Millhauser is recognized for his novellas and short stories that explore the world of childhood imagination and wonder. The subject of his stories is frequently the artist and the dreamer, the illusionist who creates worlds to satisfy the needs of others for fantasy. Millhauser's use of the fantastic has inspired comparisons between his work and that of Jorge Luis Borges and Italo Calvino.

Biographical Information

Millhauser was born on August 3, 1943, in New York City. He grew up in Connecticut, where he father was an English professor at the University of Bridgeport. In 1965 Millhauser received his B.A. from Columbia University; he later attended graduate school at Brown University for three years. In 1972 his first novel, Edwin Mullhouse: The Life and Death of an American Writer, 1943-1954, by Jeffrey Cartwright, was published. Millhauser became a Visiting Associate Professor in English at Williams College in 1986. A few years later, he became an Associate Professor at Skidmore College in New York, and since 1992 Millhauser has been Professor of English there. He has won several awards for his fiction, including a Pulitzer Prize for his novel Martin Dressler: The Tale of an American Dreamer (1996).

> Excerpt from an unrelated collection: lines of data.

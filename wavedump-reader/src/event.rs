use std::collections::BTreeMap;
use wavedump_common::{BoardId, Channel, EventNumber, Sample, TriggerTime};

#[derive(Default, Debug, Clone, Copy, PartialEq, Eq)]
pub struct EventMetadata {
    pub event_number: EventNumber,
    /// Trigger time tag, in digitiser clock ticks.
    pub trigger_time: TriggerTime,
    pub board_id: BoardId,
}

/// One trigger of the digitiser, with the raw waveform of every channel it recorded.
#[derive(Default, Debug, Clone, PartialEq)]
pub struct WaveDumpEvent {
    pub metadata: EventMetadata,
    pub channels: BTreeMap<Channel, Vec<Sample>>,
}

impl WaveDumpEvent {
    /// The number of samples per waveform, taken from the lowest-numbered channel.
    pub fn record_length(&self) -> Option<usize> {
        self.channels.values().next().map(Vec::len)
    }
}
//! This crate provides tools for extracting pulse parameters from a single
//! digitised waveform.
//!
//! A raw waveform takes the form of a slice of ADC counts, sampled at a
//! fixed interval. Each physical channel has one [ChannelConfig] which is
//! built (and validated) once, before any waveform is seen. Typical usage
//! may look like:
//! ```rust
//! use pulse_features::{ChannelConfig, ChargeWindow, Polarity, WaveformProcessor};
//!
//! let config = ChannelConfig::new(0, Polarity::Positive, 3, ChargeWindow::Fixed { start: 0, end: 10 }, 15.0, 0.5)
//!     .expect("config is valid");
//! let record = WaveformProcessor::new(&config)
//!     .process(&[0u16, 0, 0, 10, 20, 30, 20, 10, 0, 0])
//!     .expect("waveform is long enough");
//! assert_eq!(record.peak_height, 30.0);
//! assert_eq!(record.charge, 90.0);
//! ```
//! Nothing in this crate performs I/O, logging, or holds state between calls,
//! so a [ChannelConfig] may be shared freely between threads.

pub mod channel_config;
pub mod error;
pub mod features;
pub mod processor;

pub use channel_config::{ChannelConfig, ChannelConfigs, ChargeWindow, Polarity};
pub use error::{ConfigError, MalformedWaveform};
pub use features::{FeatureRecord, FIELD_COUNT, FIELD_NAMES};
pub use processor::WaveformProcessor;

pub type Real = f64;
use crate::error::{ProcessorError, ProcessorResult};
use pulse_features::{ChannelConfig, ChannelConfigs, ChargeWindow, Polarity};
use serde::Deserialize;
use std::{fs::File, io::BufReader, path::Path};

/// The layout of a channel configuration file.
#[derive(Debug, Deserialize)]
#[serde(rename_all = "kebab-case", deny_unknown_fields)]
struct ConfigFile {
    channels: ChannelConfigs,
}

/// Loads and validates the channel configuration held in the JSON file at `path`.
pub(crate) fn load_channel_configs(path: &Path) -> ProcessorResult<ChannelConfigs> {
    let file = File::open(path).map_err(|source| ProcessorError::ConfigFile {
        path: path.to_owned(),
        source,
    })?;
    let config: ConfigFile = serde_json::from_reader(BufReader::new(file)).map_err(|source| {
        ProcessorError::ConfigJson {
            path: path.to_owned(),
            source,
        }
    })?;
    if config.channels.is_empty() {
        return Err(ProcessorError::NoChannels);
    }
    Ok(config.channels)
}

/// Two positive channels, one with a fixed and one with a dynamic window,
/// and one negative channel.
pub(crate) fn default_channel_configs() -> ProcessorResult<ChannelConfigs> {
    let dynamic = ChargeWindow::Dynamic {
        before: 50,
        after: 150,
    };
    Ok(ChannelConfigs::try_from(vec![
        ChannelConfig::new(
            0,
            Polarity::Positive,
            100,
            ChargeWindow::Fixed { start: 0, end: 200 },
            20.0,
            0.5,
        )?,
        ChannelConfig::new(1, Polarity::Positive, 100, dynamic, 15.0, 0.3)?,
        ChannelConfig::new(2, Polarity::Negative, 100, dynamic, 10.0, 0.5)?,
    ])?)
}

#[cfg(test)]
mod tests {
    use super::*;
    use std::{env, fs, path::PathBuf};

    fn write_config(name: &str, contents: &str) -> PathBuf {
        let path = env::temp_dir().join(format!("{name}-{}.json", std::process::id()));
        fs::write(&path, contents).unwrap();
        path
    }

    #[test]
    fn default_configs() {
        let configs = default_channel_configs().unwrap();
        assert_eq!(configs.len(), 3);
        assert_eq!(configs.get(2).unwrap().polarity(), Polarity::Negative);
    }

    #[test]
    fn load_valid() {
        let path = write_config(
            "config_load_valid",
            r#"{
                "channels": [
                    {
                        "channel-id": 4,
                        "polarity": "negative",
                        "baseline-samples": 64,
                        "charge-method": "fixed",
                        "charge-window": [100, 300],
                        "threshold": 25.0,
                        "cfd-fraction": 0.2
                    },
                    { "channel-id": 0, "polarity": 1 }
                ]
            }"#,
        );
        let configs = load_channel_configs(&path).unwrap();
        fs::remove_file(path).unwrap();

        assert_eq!(
            configs.iter().map(ChannelConfig::channel_id).collect::<Vec<_>>(),
            vec![4, 0]
        );
        let config = configs.get(4).unwrap();
        assert_eq!(
            config.charge_window(),
            ChargeWindow::Fixed {
                start: 100,
                end: 300
            }
        );
        assert_eq!(config.baseline_samples(), 64);
    }

    #[test]
    fn duplicate_channels() {
        let path = write_config(
            "config_duplicate_channels",
            r#"{ "channels": [ { "channel-id": 1, "polarity": 1 }, { "channel-id": 1, "polarity": -1 } ] }"#,
        );
        let result = load_channel_configs(&path);
        fs::remove_file(path).unwrap();
        assert!(matches!(result, Err(ProcessorError::ConfigJson { .. })));
    }

    #[test]
    fn invalid_fraction() {
        let path = write_config(
            "config_invalid_fraction",
            r#"{ "channels": [ { "channel-id": 1, "polarity": 1, "cfd-fraction": 1.5 } ] }"#,
        );
        let result = load_channel_configs(&path);
        fs::remove_file(path).unwrap();
        let message = result.unwrap_err().to_string();
        assert!(message.contains("CFD fraction"), "{message}");
    }

    #[test]
    fn no_channels() {
        let path = write_config("config_no_channels", r#"{ "channels": [] }"#);
        let result = load_channel_configs(&path);
        fs::remove_file(path).unwrap();
        assert!(matches!(result, Err(ProcessorError::NoChannels)));
    }

    #[test]
    fn missing_file() {
        assert!(matches!(
            load_channel_configs(Path::new("/no/such/config.json")),
            Err(ProcessorError::ConfigFile { .. })
        ));
    }
}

Major Works of Short Fiction

The stories and novellas in Millhauser's oeuvre explore the role of imagination and fantasy and often blur the boundaries between reality and illusion. His first collection of stories, In the Penny Arcade (1985), is divided into three sections. The first contains the novella August Eschenburg, a tale about a German boy named August who creates lifelike models for store windows and an automaton theater. He dreams about infusing his creations with life, but when a rival exploits this craft for pornographic purposes, August gives up his fantasy. The second section is comprised of three more conventional stories, including “A Sledding Party,” in which a teenager is disconcerted by the romantic attentions from a male friend. The final section of the collection includes three stories that return to Millhauser's recurrent interest in the world of imagination, including the title story. In this tale a young boy returns to a seedy arcade from his childhood. For one brief moment he sees the idealized arcade from his youth, only to return to reality. Millhauser's next collection of short stories, The Barnum Museum (1990), explores illusion, fantasy, and modern mythology. For example, in “The Sepia Postcard,” the narrator of the story buys an old, faded postcard only to discover that the closer he examines the card, the more vivid the characters in it become. “Alice, Falling” conveys the literary character Alice's thoughts while tumbling down the rabbit hole toward Wonderland. Knife Thrower and Other Stories (1998) includes “The Sisterhood of Night,” a story that features a group of young girls accused of practicing witchcraft. In the title story, Hensch the knife thrower arrives in a small town to perform his act in front of excited townspeople. By the end of the night, two young women have been wounded, and another possibly killed. Millhauser's novella, Enchanted Night (1999), consists of seventy-four short, titled prose sections that focus on several characters on a moonlit night in a small southern Connecticut town.

Critical Reception

Critical reaction to Millhauser's short fiction has been mixed. Reviewers generally commend his fluid prose, his utilization of detail and vivid imagery, and the imaginative nature of his work. Yet, although critics often praise individual stories, several assert that the pieces are too much alike in theme and imagery. Some commentators view Millhauser's work as static, slowed by sluggish pacing and striving for effect, while others deride his stories as too precious and even banal. However, Millhauser's novellas and short stories have been favorably compared to the work of such authors as John Barth and Franz Kafka.

Principal Works

In the Penny Arcade: Stories 1985

The Barnum Museum: Stories 1990

Little Kingdoms: Three Novellas 1993

Knife Thrower and Other Stories 1998

Enchanted Night: A Novella 1999

King in the Tree: Three Novellas 2003

Edwin Mullhouse: The Life and Death of an American Writer, 1943-1954, by Jeffrey Cartwright (novel) 1972

Portrait of a Romantic (novel) 1977

From the Realm of Morpheus (novel) 1986

Martin Dressler: The Tale of an American Dreamer (novel) 1996


Richard Eder (essay date 8 January 1986)

SOURCE: Eder, Richard. “This ‘Penny’ Shortchanges the Reader.” Los Angeles Times Book Review (8 January 1986): 6.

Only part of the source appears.